Pourtant elle le sait que c'est son rôle de chasser les chats errants; Ils peuplaient ce terrain vague qui allait devenir jardin.Les hommes de la famille avaient décidé de faire de Réglisse le plus redoutable des chasseurs de chats errants de la terre, utilisant cet instinct que possèdent tous les chiens de haine de la race féline. Les hommes sont souvent plus naïfs que les femmes qui, elles, avaient tout de suite compris qu'elles n'arriveraient à rien ! Un programme de dressage fut mené avec soin. Quelques coups de griffes de ces matous matois en vinrent à bout. Mais comme il faut sauver les apparences si vous criez "chat !" , Réglisse se précipite, fait le tour du jardin selon un parcours déterminé à l'avance en aboyant avec rage, prenant bien garde de ne pas croiser les chats qui pouraient être là. Puis elle revient, contente d'avoir accompli sa mission, réclamer une caresse à ses maîtres. Les chats le plus débonnaires font parfois semblant de fuir. Les pus blasés ne bougent pas d'un pouce et l'ignorent avec mépris.

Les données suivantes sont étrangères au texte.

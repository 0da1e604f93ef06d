//! Embedding + model utilities.
//!
//! - [`encoder`] turns query text into unit vectors.
//! - [`reranker`] scores `(query, document)` pairs with a cross-encoder.
//! - [`model`] holds the traits the retrieval pipeline is written against.

/// BERT checkpoints (encoder body + single-logit classifier).
pub mod bert;
/// Device selection (CPU / Metal / CUDA).
pub mod device;
/// Query encoder.
pub mod encoder;
mod error;
/// At-most-once deferred model loading.
pub mod lazy;
#[cfg(any(test, feature = "mock"))]
pub mod mock;
/// Model traits.
pub mod model;
/// Cross-encoder reranker.
pub mod reranker;
/// Tokenizer loading and vector helpers.
pub mod utils;

pub use encoder::{E5Embedder, ENCODER_EMBEDDING_DIM, ENCODER_MAX_SEQ_LEN, EncoderConfig};
pub use error::EmbeddingError;
pub use lazy::LazyModel;
#[cfg(any(test, feature = "mock"))]
pub use mock::{MockCrossEncoder, MockEmbeddingModel};
pub use model::{CrossEncoderModel, EmbeddingModel};
pub use reranker::{Reranker, RerankerConfig, RerankerError};
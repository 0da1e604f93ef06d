use std::io;
use std::path::Path;

use tokenizers::{PaddingParams, PaddingStrategy, Tokenizer, TruncationParams};

/// Loads a tokenizer from a model directory or an explicit `tokenizer.json` path.
pub fn load_tokenizer(model_path: &Path) -> io::Result<Tokenizer> {
    let tokenizer_path = if model_path
        .file_name()
        .is_some_and(|name| name == std::ffi::OsStr::new("tokenizer.json"))
    {
        model_path.to_path_buf()
    } else if model_path.is_dir() {
        model_path.join("tokenizer.json")
    } else {
        model_path
            .parent()
            .ok_or_else(|| io::Error::new(io::ErrorKind::NotFound, "Model path has no parent"))?
            .join("tokenizer.json")
    };

    Tokenizer::from_file(&tokenizer_path).map_err(io::Error::other)
}

/// Loads a tokenizer configured for batched inference.
///
/// Inputs longer than `max_len` tokens are truncated, and every batch is padded
/// to its longest member so encodings can be stacked into one tensor.
pub fn load_batch_tokenizer(model_path: &Path, max_len: usize) -> io::Result<Tokenizer> {
    let mut tokenizer = load_tokenizer(model_path)?;

    let truncation = TruncationParams {
        max_length: max_len,
        ..Default::default()
    };

    tokenizer
        .with_truncation(Some(truncation))
        .map_err(|e| io::Error::other(format!("Failed to configure truncation: {}", e)))?;

    tokenizer.with_padding(Some(PaddingParams {
        strategy: PaddingStrategy::BatchLongest,
        ..Default::default()
    }));

    Ok(tokenizer)
}

/// Scales `vector` to unit L2 length in place. Zero vectors are left untouched.
pub fn normalize_l2(vector: &mut [f32]) {
    let norm: f32 = vector.iter().map(|x| x * x).sum::<f32>().sqrt();

    if norm > 0.0 {
        for x in vector.iter_mut() {
            *x /= norm;
        }
    }
}

/// Stacks equally-padded token rows into one flat buffer plus its `(rows, cols)` shape.
pub(crate) fn stack_rows<'a>(rows: impl Iterator<Item = &'a [u32]>) -> (Vec<u32>, usize, usize) {
    let mut flat = Vec::new();
    let mut count = 0;
    let mut width = 0;
    for row in rows {
        width = row.len();
        flat.extend_from_slice(row);
        count += 1;
    }
    (flat, count, width)
}

#[cfg(test)]
mod tests {
    use super::*;

    #[test]
    fn test_normalize_l2_unit_length() {
        let mut v = vec![3.0, 4.0];
        normalize_l2(&mut v);
        assert!((v[0] - 0.6).abs() < 1e-6);
        assert!((v[1] - 0.8).abs() < 1e-6);
    }

    #[test]
    fn test_normalize_l2_zero_vector() {
        let mut v = vec![0.0, 0.0, 0.0];
        normalize_l2(&mut v);
        assert_eq!(v, vec![0.0, 0.0, 0.0]);
    }

    #[test]
    fn test_stack_rows_shape() {
        let a = [1u32, 2, 3];
        let b = [4u32, 5, 0];
        let (flat, rows, cols) = stack_rows([&a[..], &b[..]].into_iter());
        assert_eq!(flat, vec![1, 2, 3, 4, 5, 0]);
        assert_eq!((rows, cols), (2, 3));
    }

    #[test]
    fn test_load_tokenizer_missing_file() {
        let dir = tempfile::tempdir().unwrap();
        assert!(load_tokenizer(dir.path()).is_err());
    }
}
//! Policy chunk index (Qdrant) and store inspection.

pub mod client;
pub mod error;
pub mod inspect;
#[cfg(any(test, feature = "mock"))]
pub mod mock;
pub mod model;


pub use client::{QdrantIndex, VectorIndex};
pub use error::VectorDbError;
pub use inspect::{DEFAULT_SAMPLE_SIZE, StoreReport, inspect_store};
#[cfg(any(test, feature = "mock"))]
pub use mock::{MockVectorIndex, cosine_similarity};
pub use model::{
    ChunkMetadata, DocumentChunk, IndexHit, StoredChunk, normalize_airline, point_id_for_chunk,
};

pub const DEFAULT_VECTOR_SIZE: u64 = crate::constants::DEFAULT_VECTOR_SIZE_U64;
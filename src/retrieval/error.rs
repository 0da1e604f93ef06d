use thiserror::Error;

use crate::embedding::{EmbeddingError, RerankerError};
use crate::vectordb::VectorDbError;

/// Errors surfaced by [`Retriever`](super::Retriever) operations.
///
/// "No results" is never an error; these cover unavailable models or index
/// and bad configuration.
#[derive(Debug, Error)]
pub enum RetrievalError {
    #[error("embedding failed: {0}")]
    Embedding(#[from] EmbeddingError),

    #[error("reranking failed: {0}")]
    Reranker(#[from] RerankerError),

    #[error("vector index error: {0}")]
    VectorDb(#[from] VectorDbError),

    #[error("invalid retriever configuration: {reason}")]
    InvalidConfig { reason: String },

    /// A blocking inference task panicked or was cancelled.
    #[error("{stage} task failed: {message}")]
    TaskFailed {
        stage: &'static str,
        message: String,
    },
}

impl RetrievalError {
    /// `true` for failures caused by the index rather than the models.
    pub fn is_index_error(&self) -> bool {
        matches!(self, RetrievalError::VectorDb(_))
    }
}
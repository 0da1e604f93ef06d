use std::path::PathBuf;
use thiserror::Error;

use crate::embedding::error::EmbeddingError;

#[derive(Debug, Error)]
pub enum RerankerError {
    #[error("reranker model not found at path: {path}")]
    ModelNotFound { path: PathBuf },

    #[error("failed to load reranker model: {reason}")]
    ModelLoadFailed { reason: String },

    #[error("{device} device unavailable: {reason}")]
    DeviceUnavailable { device: String, reason: String },

    #[error("reranker inference failed: {reason}")]
    InferenceFailed { reason: String },

    #[error("tokenization failed: {reason}")]
    TokenizationFailed { reason: String },

    #[error("invalid reranker configuration: {reason}")]
    InvalidConfig { reason: String },

    #[error("reranker returned {actual} scores for {expected} pairs")]
    ScoreCountMismatch { expected: usize, actual: usize },

    #[error("reranker returned non-finite score {score} for pair {index}")]
    NonFiniteScore { index: usize, score: f32 },
}

impl From<candle_core::Error> for RerankerError {
    fn from(err: candle_core::Error) -> Self {
        RerankerError::InferenceFailed {
            reason: err.to_string(),
        }
    }
}

impl From<EmbeddingError> for RerankerError {
    fn from(err: EmbeddingError) -> Self {
        match err {
            EmbeddingError::DeviceUnavailable { device, reason } => {
                RerankerError::DeviceUnavailable { device, reason }
            }
            _ => RerankerError::InferenceFailed {
                reason: err.to_string(),
            },
        }
    }
}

On tenta ensuite de dresser Réglisse à l'art de trouver des truffes tant elle mettait de rage à creuser le jardin. Les uns disaient : "c'est une sorte de terrier (force de l'imagination !) entraînons la à cet exercice difficile mais tellement rentable. Inutile de dire que là aussi on connut l'échec !
Pourtant Réglisse n'est pas de sang ordinaire. Elle fut pour ainsi dire presqu'annoblie. En effet l'un de ses frères (plus probablement demi-frère) fut donné à des gens qui possédaient une chasse loin, dans le nord de la France (en Provence le nord de Montélimar). Au cours d'une chasse, un des chasseurs, qui n'était autre qu'un prince de France, un des fils du feu Comte de Paris, remarqua ses qualités et en fit l'éloge. Pour Réglisse c'est une sorte de lettres de noblesse.
Le matin, souvent très tôt, le maître de maison se lève et se livre au rituel des "maîtres de maison lèves-tôt" : ouverture des volets, petit tour du jardin, vérifications du matin. Réglisse croisée sur le parcours dort, ou fait semblant de dormir, pour éviter de rompre trop brutalement une nuit consacrée aux rêves. Ce n'est que quelques heures après qu'émergeant de son sommeil, elle vient par la demande d'une caresse signifier son existence.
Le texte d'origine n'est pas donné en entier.